I decided to open up to a very close family friend last weekend... This lady comes to my home about every 6 weeks and has known Rach since she was born, a very close friend of my ex mother in law. She is in her 70s and a big church goer. I have put off telling her as I wasn't sure how her reaction would be and I am very protective of Rach. I thought it was only fair to tell her as she does see Rach from time to time and would definitely notice the changes, I didn't want to cause any embarrassment for anybody...I just came out with it, you could have knocked me down with a feather. Her reply was as if she had been waiting for me to tell her, she was not in the least bit surprised. She also went onto tell me about a family member of hers who had transitioned years ago and how it had split the family!!

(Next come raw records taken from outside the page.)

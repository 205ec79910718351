//! # ModKit - shared plumbing for chore chart modules
//!
//! Every module (`chores_info`, `chore_assistant`, `api_ingress`) is wired the
//! same way: the server builds a [`ModuleCtx`] per module, the module reads its
//! typed config from it, initializes its services and hands back an axum router.
//!
//! Errors crossing the HTTP boundary are rendered as RFC 9457 problems
//! ([`Problem`], [`ProblemResponse`]) built from a static catalog ([`ErrDef`]).

pub use anyhow::Result;

pub mod context;
pub use context::{ConfigProvider, ModuleCtx, ModuleCtxBuilder};

pub mod api;
pub use api::catalog::ErrDef;
pub use api::problem::{Problem, ProblemResponse};

pub mod shutdown;
pub use shutdown::{cancel_on_shutdown, wait_for_shutdown};
use async_trait::async_trait;

use crate::contract::{
    error::ChoresInfoError,
    model::{
        Chore, ChoreFilter, ChorePatch, ChoreView, DeleteOutcome, NewChore, NewUser, User,
        UserPatch, UserSummary,
    },
};

/// Public API of the chores_info module for in-process consumers
#[async_trait]
pub trait ChoresInfoApi: Send + Sync {
    async fn create_user(&self, new_user: NewUser) -> Result<User, ChoresInfoError>;

    async fn get_user(&self, id: i64) -> Result<UserSummary, ChoresInfoError>;

    async fn list_users(&self) -> Result<Vec<UserSummary>, ChoresInfoError>;

    async fn update_user(&self, id: i64, patch: UserPatch) -> Result<User, ChoresInfoError>;

    /// Cascades to the user's chores once confirmed.
    async fn delete_user(&self, id: i64, confirm: bool) -> Result<DeleteOutcome, ChoresInfoError>;

    async fn create_chore(&self, new_chore: NewChore) -> Result<ChoreView, ChoresInfoError>;

    async fn get_chore(&self, id: i64) -> Result<ChoreView, ChoresInfoError>;

    async fn list_chores(&self, filter: ChoreFilter) -> Result<Vec<ChoreView>, ChoresInfoError>;

    async fn update_chore(&self, id: i64, patch: ChorePatch) -> Result<Chore, ChoresInfoError>;

    async fn delete_chore(&self, id: i64, confirm: bool)
        -> Result<DeleteOutcome, ChoresInfoError>;
}
#![allow(dead_code)]

use axum::{
    body::{to_bytes, Body},
    http::{Request, Response, StatusCode},
    Router,
};
use chores_info::config::{ChoresInfoConfig, ErrorStatusPolicy};
use chores_info::ChoresInfo;
use sea_orm::{ConnectOptions, Database, DatabaseConnection};
use serde_json::Value;
use tower::ServiceExt;

/// Fresh in-memory database with migrations applied.
///
/// One pooled connection: every extra connection to `sqlite::memory:` would
/// open its own empty database.
pub async fn create_test_db() -> DatabaseConnection {
    let mut opts = ConnectOptions::new("sqlite::memory:");
    opts.max_connections(1).min_connections(1).sqlx_logging(false);
    let db = Database::connect(opts)
        .await
        .expect("Failed to connect to test database");
    ChoresInfo::migrate(&db)
        .await
        .expect("Failed to run migrations");
    db
}

pub async fn create_test_module() -> ChoresInfo {
    create_test_module_with(ChoresInfoConfig::default()).await
}

pub async fn create_test_module_with(cfg: ChoresInfoConfig) -> ChoresInfo {
    ChoresInfo::with_db(create_test_db().await, cfg)
}

pub async fn create_test_router(policy: ErrorStatusPolicy) -> Router {
    let cfg = ChoresInfoConfig {
        error_status: policy,
        ..ChoresInfoConfig::default()
    };
    create_test_module_with(cfg).await.router()
}

pub async fn send(router: &Router, method: &str, uri: &str, body: Option<Value>) -> Response<Body> {
    let builder = Request::builder().method(method).uri(uri);
    let req = match body {
        Some(json) => builder
            .header("content-type", "application/json")
            .body(Body::from(json.to_string())),
        None => builder.body(Body::empty()),
    }
    .unwrap();
    router.clone().oneshot(req).await.unwrap()
}

pub async fn json_body(resp: Response<Body>) -> Value {
    let bytes = to_bytes(resp.into_body(), usize::MAX).await.unwrap();
    if bytes.is_empty() {
        Value::Null
    } else {
        serde_json::from_slice(&bytes).unwrap()
    }
}

pub async fn expect_json(router: &Router, method: &str, uri: &str, body: Option<Value>, status: StatusCode) -> Value {
    let resp = send(router, method, uri, body).await;
    let actual = resp.status();
    let json = json_body(resp).await;
    assert_eq!(actual, status, "{method} {uri} -> {json}");
    json
}
use async_trait::async_trait;
use std::sync::Arc;

use crate::contract::{
    client::ChoresInfoApi,
    error::ChoresInfoError,
    model::{
        Chore, ChoreFilter, ChorePatch, ChoreView, DeleteOutcome, NewChore, NewUser, User,
        UserPatch, UserSummary,
    },
};
use crate::domain::service::Service;

/// Local implementation of the ChoresInfoApi trait that delegates to the domain service
#[derive(Clone)]
pub struct ChoresInfoLocalClient {
    service: Arc<Service>,
}

impl ChoresInfoLocalClient {
    pub fn new(service: Arc<Service>) -> Self {
        Self { service }
    }
}

#[async_trait]
impl ChoresInfoApi for ChoresInfoLocalClient {
    async fn create_user(&self, new_user: NewUser) -> Result<User, ChoresInfoError> {
        Ok(self.service.create_user(new_user).await?)
    }

    async fn get_user(&self, id: i64) -> Result<UserSummary, ChoresInfoError> {
        Ok(self.service.get_user_summary(id).await?)
    }

    async fn list_users(&self) -> Result<Vec<UserSummary>, ChoresInfoError> {
        Ok(self.service.list_user_summaries().await?)
    }

    async fn update_user(&self, id: i64, patch: UserPatch) -> Result<User, ChoresInfoError> {
        Ok(self.service.update_user(id, patch).await?)
    }

    async fn delete_user(&self, id: i64, confirm: bool) -> Result<DeleteOutcome, ChoresInfoError> {
        Ok(self.service.delete_user(id, confirm).await?)
    }

    async fn create_chore(&self, new_chore: NewChore) -> Result<ChoreView, ChoresInfoError> {
        Ok(self.service.create_chore(new_chore).await?)
    }

    async fn get_chore(&self, id: i64) -> Result<ChoreView, ChoresInfoError> {
        Ok(self.service.get_chore_view(id).await?)
    }

    async fn list_chores(&self, filter: ChoreFilter) -> Result<Vec<ChoreView>, ChoresInfoError> {
        Ok(self.service.list_chore_views(filter).await?)
    }

    async fn update_chore(&self, id: i64, patch: ChorePatch) -> Result<Chore, ChoresInfoError> {
        Ok(self.service.update_chore(id, patch).await?)
    }

    async fn delete_chore(
        &self,
        id: i64,
        confirm: bool,
    ) -> Result<DeleteOutcome, ChoresInfoError> {
        Ok(self.service.delete_chore(id, confirm).await?)
    }
}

I am now hoping that is how everybody will react, it makes me want to tell more people, I need it out in the open so we can get on with the changes comfortably.
I have received more cards many with w inside, it is becoming the norm now. I had a discussion with Rach and explained how I disassociate myself when reading and writing the name and it is just a formality. Rach appeared to understand where I was coming from, we did have a talk about me not verbally calling it her yet. Rach thought that when we had agreed on W I would be fine. I did explain I still see her as female so when the visual changes occur it may help. I said it would be like calling her brother by a female name when he has facial hair and a deep voice.
I also had a lovely message off an old girlfriend of Rach's, offering her support as she is not in the family circle.
She also told me the real reason for their breakup, I appreciated her honesty, she was shocked when Rach told her about the GD and she openly said she would be unable to support her through it.
It must have been a difficult time and I am glad she had the courage to walk away, allowing Rach to go through the transition without extra pressure.
Rach has got a fantastic girlfriend who is there for her and is very supportive, things do turn out good in the end!